My next response is that there may be people that are sitting at your company today, employed by your company that have the aptitude and the desire to go get those certifications. They know your business, they know presumably a lot of your legacy systems. If they're on an on-premise data center, folks that want to move into the cloud, the time and money and energy you would take to train those folks versus versus, or any other staffing company for that matter to go find those 10 people.

You're probably going to get there faster. If you invest in the core people that you have on your payroll today, then asking me to go find them today.

Jan Jedlinski: Re-skill essentially right?

Re-skilling

Jon Beck: up-skilling leveling up. Re-skilling yeah. And you know, there's a lot of companies, there's boot camps and there's, there's a lot of options today.

Some better designs than others. I think some of the bootcamps. And I'm generalizing here. Because some of them are really good, but some of them purport to take somebody off the street with no context or prior experience in computers and have them be a developer in eight weeks. Is irresponsible. That's not possible and they're not going to be, they're not going to be trained and skilled to go get a job.

I think the companies that are doing more of the continuing education, and again, leveling up, have real value. We're dipping our toe into it to see if it makes sense that we continue to scale it. But we also are very self-aware to say we don't have any aspirations of becoming a full blown training company.

Yeah.

Jan Jedlinski: Okay, cool. Thanks so much for that. Then when you talk about your customers, you know, with a little bit over six years in the market, I think, you know, versus is still a pretty young company, but already super successful with clients like Tesla or Uber or Facebook. That's just to mention a few that you work with.
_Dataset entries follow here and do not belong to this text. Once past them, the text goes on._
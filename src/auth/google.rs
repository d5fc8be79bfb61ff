//! Google OAuth2 provider
//!
//! Authorization-code flow against Google's endpoints. The profile comes
//! from the OpenID Connect userinfo endpoint.

use async_trait::async_trait;
use chrono::{DateTime, Duration, Utc};
use serde::{Deserialize, Serialize};

use super::profile::{Credentials, DisplayProfile, UserProfile};
use super::provider::{IdentityProvider, TokenSet};
use crate::config::OAuthProviderConfig;
use crate::error::AppError;

const GOOGLE_AUTH_URL: &str = "https://accounts.google.com/o/oauth2/v2/auth";
pub(crate) const GOOGLE_TOKEN_URL: &str = "https://oauth2.googleapis.com/token";
const GOOGLE_USERINFO_URL: &str = "https://www.googleapis.com/oauth2/v3/userinfo";

/// Google token request
#[derive(Debug, Serialize)]
struct GoogleTokenRequest<'a> {
    code: &'a str,
    client_id: &'a str,
    client_secret: &'a str,
    redirect_uri: &'a str,
    grant_type: &'static str,
}

/// Google token response
#[derive(Deserialize)]
struct GoogleTokenResponse {
    access_token: String,
    expires_in: Option<i64>,
    refresh_token: Option<String>,
    id_token: Option<String>,
}

/// Google userinfo response
#[derive(Debug, Deserialize)]
struct GoogleUserInfo {
    sub: String,
    name: Option<String>,
    given_name: Option<String>,
    family_name: Option<String>,
    picture: Option<String>,
    email: Option<String>,
    locale: Option<String>,
    hd: Option<String>,
}

/// Google OAuth2 provider
pub struct GoogleProvider {
    client_id: String,
    client_secret: String,
    redirect_uri: String,
    scopes: Vec<String>,
    auth_url: String,
    token_url: String,
    userinfo_url: String,
    http_client: reqwest::Client,
}

impl GoogleProvider {
    /// Create a provider from configuration
    ///
    /// # Errors
    /// `AppError::Config` when credentials are empty or an endpoint
    /// override is not a URL
    pub fn new(config: &OAuthProviderConfig, redirect_uri: String) -> Result<Self, AppError> {
        config.validate("google")?;
        url::Url::parse(&redirect_uri)
            .map_err(|e| AppError::Config(format!("Invalid google callback URL: {e}")))?;

        let http_client = reqwest::Client::builder()
            .user_agent(concat!("authgate/", env!("CARGO_PKG_VERSION")))
            .timeout(std::time::Duration::from_secs(config.timeout_seconds))
            .redirect(reqwest::redirect::Policy::none())
            .build()
            .map_err(|e| AppError::Config(format!("Failed to create HTTP client: {e}")))?;

        Ok(Self {
            client_id: config.client_id.clone(),
            client_secret: config.client_secret.clone(),
            redirect_uri,
            scopes: config.scopes.clone(),
            auth_url: config
                .auth_url
                .clone()
                .unwrap_or_else(|| GOOGLE_AUTH_URL.to_string()),
            token_url: config
                .token_url
                .clone()
                .unwrap_or_else(|| GOOGLE_TOKEN_URL.to_string()),
            userinfo_url: config
                .userinfo_url
                .clone()
                .unwrap_or_else(|| GOOGLE_USERINFO_URL.to_string()),
            http_client,
        })
    }

    fn convert_userinfo(&self, info: GoogleUserInfo, tokens: &TokenSet) -> UserProfile {
        UserProfile {
            provider: self.name().to_string(),
            display: DisplayProfile {
                user_id: info.sub,
                nickname: info.name.clone(),
                name: info.name,
                first_name: info.given_name,
                last_name: info.family_name,
                email: info.email,
                avatar_url: info.picture,
                location: info.locale,
                description: info.hd.map(|domain| format!("Workspace domain {domain}")),
            },
            credentials: Credentials {
                access_token: tokens.access_token.clone(),
                refresh_token: tokens.refresh_token.clone(),
                expires_at: tokens.expires_at,
            },
        }
    }
}

/// `now + seconds`, or `None` when that is not a representable instant
fn expiry_after(seconds: i64) -> Option<DateTime<Utc>> {
    Duration::try_seconds(seconds).and_then(|ttl| Utc::now().checked_add_signed(ttl))
}

fn upstream_failure(step: &str, error: reqwest::Error) -> AppError {
    if error.is_timeout() {
        AppError::AuthenticationFailed(format!("{step} timed out"))
    } else {
        AppError::AuthenticationFailed(format!("{step} failed: {error}"))
    }
}

#[async_trait]
impl IdentityProvider for GoogleProvider {
    fn name(&self) -> &str {
        "google"
    }

    fn display_name(&self) -> &str {
        "Google"
    }

    fn authorization_url(&self, state: &str) -> Result<String, AppError> {
        let mut url = url::Url::parse(&self.auth_url)
            .map_err(|e| AppError::Config(format!("Invalid auth URL: {e}")))?;

        url.query_pairs_mut()
            .append_pair("client_id", &self.client_id)
            .append_pair("redirect_uri", &self.redirect_uri)
            .append_pair("response_type", "code")
            .append_pair("scope", &self.scopes.join(" "))
            .append_pair("access_type", "offline")
            .append_pair("state", state);

        Ok(url.to_string())
    }

    async fn exchange_code(&self, code: &str) -> Result<TokenSet, AppError> {
        let request = GoogleTokenRequest {
            code,
            client_id: &self.client_id,
            client_secret: &self.client_secret,
            redirect_uri: &self.redirect_uri,
            grant_type: "authorization_code",
        };

        let response = self
            .http_client
            .post(&self.token_url)
            .form(&request)
            .send()
            .await
            .map_err(|e| upstream_failure("Token request", e))?;

        if !response.status().is_success() {
            let status = response.status();
            let body = response.text().await.unwrap_or_default();
            tracing::warn!(%status, body = %body, "Google token endpoint rejected the code");
            return Err(AppError::AuthenticationFailed(format!(
                "Token request failed with status {status}"
            )));
        }

        let tokens: GoogleTokenResponse = response
            .json()
            .await
            .map_err(|e| upstream_failure("Token response parsing", e))?;

        let expires_at = match tokens.expires_in {
            Some(seconds) => Some(expiry_after(seconds).ok_or_else(|| {
                AppError::AuthenticationFailed(format!(
                    "Token response carries out-of-range expires_in {seconds}"
                ))
            })?),
            None => None,
        };

        Ok(TokenSet {
            access_token: tokens.access_token,
            refresh_token: tokens.refresh_token,
            id_token: tokens.id_token,
            expires_at,
        })
    }

    async fn fetch_profile(&self, tokens: &TokenSet) -> Result<UserProfile, AppError> {
        let response = self
            .http_client
            .get(&self.userinfo_url)
            .bearer_auth(&tokens.access_token)
            .send()
            .await
            .map_err(|e| upstream_failure("UserInfo request", e))?;

        if !response.status().is_success() {
            let status = response.status();
            return Err(AppError::AuthenticationFailed(format!(
                "UserInfo request failed with status {status}"
            )));
        }

        let info: GoogleUserInfo = response
            .json()
            .await
            .map_err(|e| upstream_failure("UserInfo parsing", e))?;

        Ok(self.convert_userinfo(info, tokens))
    }
}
Tell us, what are your secrets? What is your secret sauce actually to win those clients or retain those clients or be actually successful with those clients?

Jon Beck: Yeah, and I wish I had an answer that would describe some secret technology or process that was revolutionary and different. And if I did, I probably wouldn't have sold that as a product itself.

You know, our success is because of our process and our people, every recruiter. Whether you're an internal corporate recruiter, working for an agency has access to the same tools, LinkedIn recruiter licenses, and Gustav, and indeed, and, you know, pick your favorite job board and tool by the estimates of all those suppliers and technology companies, themselves, most recruiters leverage maybe 25% of the functions that the tools provide. And so going back to your previous question around training, we invest a lot of time and energy in training folks to become the best versions of themselves. And with that, we look for people that want to get better at their craft.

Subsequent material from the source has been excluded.